Toll-like receptors (TLRs) mediate the induction of the innate immune system in response to pathogens, injury and disease. However, they also play non-immune roles and are expressed in the central nervous system (CNS) during prenatal and postnatal stages including adulthood. Little is known about their roles in the CNS in the absence of pathology. Several members of the TLR family have been implicated in the development of neural and cognitive function although the contribution of TLR9 to these processes has not been well defined. The current studies were undertaken to determine whether developmental TLR9 deficiency affects motor, sensory or cognitive functions. We report that TLR9 deficient (TLR9-/-) mice show a hyper-responsive sensory and motor phenotype compared to wild type (TLR9+/+) controls. This is indicated by hypersensitivity to thermal stimuli in the hot plate paw withdrawal test, enhanced motor-responsivity under anxious conditions in the open field test and greater sensorimotor reactivity in the acoustic startle response.

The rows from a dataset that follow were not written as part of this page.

impl<'a> WarcRecord<'a> {
    pub(crate) fn from_stream(headers: HeaderMap, content_length: u64, body: BodyReader<'a>) -> Self {
        let record_type =
            WarcRecordType::from_tag(headers.get_bytes(b"WARC-Type").unwrap_or_default());
        let is_http = detect_is_http(&headers);

        Self {
            record_type,
            headers,
            is_http,
            http_parsed: false,
            http_charset: None,
            http_headers: None,
            content_length,
            body,
        }
    }

    /// Record type (derived from the `WARC-Type` header).
    pub fn record_type(&self) -> WarcRecordType {
        self.record_type
    }

    /// Sets the record type, keeping the `WARC-Type` header in sync.
    pub fn set_record_type(&mut self, record_type: WarcRecordType) {
        self.record_type = record_type;
        self.headers
            .set_bytes(b"WARC-Type", record_type.as_str().as_bytes());
    }

    /// Record ID (same as the `WARC-Record-ID` header).
    pub fn record_id(&self) -> Option<String> {
        self.headers.get("WARC-Record-ID")
    }

    /// WARC record headers.
    pub fn headers(&self) -> &HeaderMap {
        &self.headers
    }

    /// WARC record headers (mutable).
    pub fn headers_mut(&mut self) -> &mut HeaderMap {
        &mut self.headers
    }

    /// Whether the record block carries an HTTP message
    /// (`Content-Type` begins with `application/http`).
    pub fn is_http(&self) -> bool {
        self.is_http
    }

    /// Marks the record as carrying an HTTP message.
    ///
    /// Also rewrites the `Content-Type` header to the matching
    /// `application/http` media type.
    pub fn set_is_http(&mut self, is_http: bool) {
        self.is_http = is_http;
        if is_http {
            let content_type: &[u8] = match self.record_type {
                WarcRecordType::Request => b"application/http; msgtype=request",
                WarcRecordType::Response => b"application/http; msgtype=response",
                _ => b"application/http",
            };
            self.headers.set_bytes(b"Content-Type", content_type);
        }
    }

    /// Whether HTTP headers have been parsed off the body.
    pub fn is_http_parsed(&self) -> bool {
        self.http_parsed
    }

    /// HTTP headers, once [`parse_http()`](Self::parse_http) has run.
    pub fn http_headers(&self) -> Option<&HeaderMap> {
        self.http_headers.as_ref()
    }

    /// Plain HTTP Content-Type without parameters such as `charset=`.
    pub fn http_content_type(&self) -> Option<String> {
        if !self.http_parsed {
            return None;
        }
        self.http_headers
            .as_ref()?
            .get("Content-Type")?
            .split(';')
            .next()
            .map(|s| s.trim().to_string())
    }

    /// HTTP charset as sent by the server, lowercased.
    pub fn http_charset(&self) -> Option<&str> {
        self.http_charset.as_deref()
    }

    /// Declared record block length in bytes.
    pub fn content_length(&self) -> u64 {
        self.content_length
    }

    /// The record's payload reader.
    pub fn body(&self) -> &BodyReader<'a> {
        &self.body
    }

    /// The record's payload reader (mutable).
    pub fn body_mut(&mut self) -> &mut BodyReader<'a> {
        &mut self.body
    }

    /// Initialises the mandatory header set of a fresh record.
    ///
    /// Fills `WARC-Type`, `WARC-Record-ID`, `WARC-Date`, and
    /// `Content-Length`. When `record_urn` is unset, a random v4 UUID URN
    /// is generated.
    pub fn init_headers(
        &mut self,
        content_length: u64,
        record_type: Option<WarcRecordType>,
        record_urn: Option<&str>,
    ) {
        self.record_type = record_type.unwrap_or(WarcRecordType::Unknown);

        self.headers.clear();
        self.headers.set_status_line(b"WARC/1.1");
        self.headers.append("WARC-Type", self.record_type.as_str());

        let record_id = match record_urn {
            Some(urn) => format!("<{}>", urn),
            None => format!("<{}>", Uuid::new_v4().urn()),
        };
        self.headers.append("WARC-Record-ID", record_id);

        let date = Utc::now().format("%Y-%m-%dT%H:%M:%SZ").to_string();
        self.headers.append("WARC-Date", date);

        self.headers
            .append("Content-Length", content_length.to_string());
        self.content_length = content_length;
    }

    /// Attaches an in-memory payload and updates `Content-Length`.
    pub fn set_bytes_content(&mut self, content: Vec<u8>) {
        self.content_length = content.len() as u64;
        self.headers
            .set("Content-Length", self.content_length.to_string());
        self.body = BodyReader::from_bytes(content);
    }

    /// Parses HTTP headers off the front of the record body.
    ///
    /// Consumes the HTTP start line and header block, leaving the body
    /// positioned at the HTTP entity body. Calling this again is a no-op;
    /// calling it on a non-HTTP record is an error and does not touch the
    /// body.
    pub fn parse_http(&mut self) -> Result<(), GeneralError> {
        if self.http_parsed {
            return Ok(());
        }
        if !self.is_http {
            return Err(ProtocolError::new(ProtocolErrorKind::NotHttpRecord).into());
        }

        let mut http_headers = HeaderMap::new(HeaderEncoding::Latin1);
        let mut line = Vec::new();
        let mut first_line = true;

        loop {
            let read_len = self.body.read_line_bytes(&mut line)?;
            if read_len == 0 {
                break;
            }

            let trimmed = crate::parse::trim_line_ending(&line);
            if trimmed.is_empty() {
                break;
            }

            if first_line {
                http_headers.set_status_line(trimmed);
                first_line = false;
                continue;
            }

            if crate::parse::is_continuation_line(trimmed) {
                http_headers.add_continuation(trimmed);
                continue;
            }

            match crate::parse::split_field_line(trimmed) {
                Ok(pair) => http_headers.append_bytes(pair.name, pair.value),
                // junk lines in server-produced headers are preserved
                // rather than rejected
                Err(_) => http_headers.add_continuation(trimmed),
            }
        }

        self.http_charset = parse_charset(&http_headers);
        self.http_headers = Some(http_headers);
        self.http_parsed = true;

        Ok(())
    }

    /// Serialises the record with [`DEFAULT_CHUNK_SIZE`].
    ///
    /// See [`write_chunked()`](Self::write_chunked).
    pub fn write<W: Write>(
        &mut self,
        out: &mut W,
        checksum_data: bool,
    ) -> Result<u64, GeneralError> {
        self.write_chunked(out, checksum_data, DEFAULT_CHUNK_SIZE)
    }

    /// Serialises the full record: headers, blank line, block, and the
    /// record terminator, streaming the payload in `chunk_size` blocks.
    ///
    /// The headers are written from the header map, so tags outside the
    /// [`WarcRecordType`] enumeration survive a round trip verbatim.
    /// `Content-Length` is recomputed from the unread payload. When
    /// `checksum_data` is set, a `WARC-Block-Digest` header (and, if the
    /// HTTP headers were parsed, a `WARC-Payload-Digest` header) is
    /// computed and inserted before the headers go out; computing a digest
    /// ahead of the block forces a streamed payload to be buffered in
    /// memory.
    ///
    /// Returns the total number of bytes written.
    pub fn write_chunked<W: Write>(
        &mut self,
        out: &mut W,
        checksum_data: bool,
        chunk_size: usize,
    ) -> Result<u64, GeneralError> {
        if !self.body.has_content() {
            return Err(ProtocolError::new(ProtocolErrorKind::MissingContent).into());
        }

        let chunk_size = chunk_size.max(1);

        // HTTP headers that were parsed off the body are re-serialised as
        // part of the block.
        let http_block = if self.http_parsed {
            let mut buf = Vec::new();
            if let Some(http_headers) = &self.http_headers {
                http_headers.write(&mut buf)?;
            }
            buf.extend_from_slice(b"\r\n");
            Some(buf)
        } else {
            None
        };

        let block_length =
            http_block.as_ref().map_or(0, |b| b.len() as u64) + self.body.remaining();

        if checksum_data {
            let mut payload = Vec::new();
            self.body.read_to_end(&mut payload)?;

            let mut hasher = Hasher::new(AlgorithmName::Sha1);
            if let Some(http_block) = &http_block {
                hasher.update(http_block);
            }
            hasher.update(&payload);
            self.headers
                .set("WARC-Block-Digest", hasher.finish_digest().to_string());

            if http_block.is_some() {
                let mut hasher = Hasher::new(AlgorithmName::Sha1);
                hasher.update(&payload);
                self.headers
                    .set("WARC-Payload-Digest", hasher.finish_digest().to_string());
            }

            self.body = BodyReader::from_bytes(payload);
        }

        self.content_length = block_length;
        self.headers.set("Content-Length", block_length.to_string());

        self.validate_headers()?;

        let mut total = self.headers.write(out)? as u64;
        out.write_all(b"\r\n")?;
        total += 2;

        if let Some(http_block) = &http_block {
            out.write_all(http_block)?;
            total += http_block.len() as u64;
        }

        let mut buf = vec![0u8; chunk_size];
        loop {
            let read_len = self.body.read(&mut buf)?;
            if read_len == 0 {
                break;
            }
            out.write_all(&buf[..read_len])?;
            total += read_len as u64;
        }

        out.write_all(b"\r\n\r\n")?;
        total += 4;

        Ok(total)
    }

    fn validate_headers(&self) -> Result<(), ProtocolError> {
        for (name, value) in self.headers.iter() {
            crate::parse::validate_field_name(name)?;
            crate::parse::validate_field_value(value)?;
        }

        Ok(())
    }

    /// Verifies the `WARC-Block-Digest` header against the unread body.
    ///
    /// Returns `false` when the header is absent, names an unsupported
    /// algorithm, or does not match. The digest covers the whole block, so
    /// call this before consuming the body. The body is drained.
    pub fn verify_block_digest(&mut self) -> Result<bool, GeneralError> {
        let expected = match self.parse_digest_header(b"WARC-Block-Digest") {
            Some(digest) => digest,
            None => return Ok(false),
        };

        let actual = self.digest_remaining(expected.algorithm())?;

        Ok(actual == expected)
    }

    /// Verifies the `WARC-Payload-Digest` header against the HTTP entity
    /// body.
    ///
    /// Parses the HTTP headers first if necessary. Returns `false` for
    /// non-HTTP records and under the same conditions as
    /// [`verify_block_digest()`](Self::verify_block_digest). The body is
    /// drained.
    pub fn verify_payload_digest(&mut self) -> Result<bool, GeneralError> {
        if !self.is_http {
            return Ok(false);
        }
        if !self.http_parsed {
            self.parse_http()?;
        }

        let expected = match self.parse_digest_header(b"WARC-Payload-Digest") {
            Some(digest) => digest,
            None => return Ok(false),
        };

        let actual = self.digest_remaining(expected.algorithm())?;

        Ok(actual == expected)
    }

    fn parse_digest_header(&self, name: &[u8]) -> Option<Digest> {
        let value = self.headers.get_bytes(name)?;
        let value = String::from_utf8_lossy(value);

        match Digest::from_str(&value) {
            Ok(digest) => Some(digest),
            Err(error) => {
                tracing::debug!(%error, "undecodable digest header");
                None
            }
        }
    }

    fn digest_remaining(&mut self, algorithm: AlgorithmName) -> Result<Digest, GeneralError> {
        let mut hasher = Hasher::new(algorithm);
        let mut buf = [0u8; 4096];

        loop {
            let read_len = self.body.read(&mut buf)?;
            if read_len == 0 {
                break;
            }
            hasher.update(&buf[..read_len]);
        }

        Ok(hasher.finish_digest())
    }
}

Prepulse inhibition (PPI) of the acoustic startle response was also enhanced, which indicates abnormal sensorimotor gating. In addition, subtle, but significant, gait abnormalities were noted in the TLR9-/- mice on the horizontal balance beam test with higher foot slip numbers than TLR9+/+ controls. In contrast, spatial learning and memory, assessed by the Morris water maze, was similar in the TLR9-/- and TLR9+/+ mice. These findings support the notion that TLR9 is important for the appropriate development of sensory and motor behaviors.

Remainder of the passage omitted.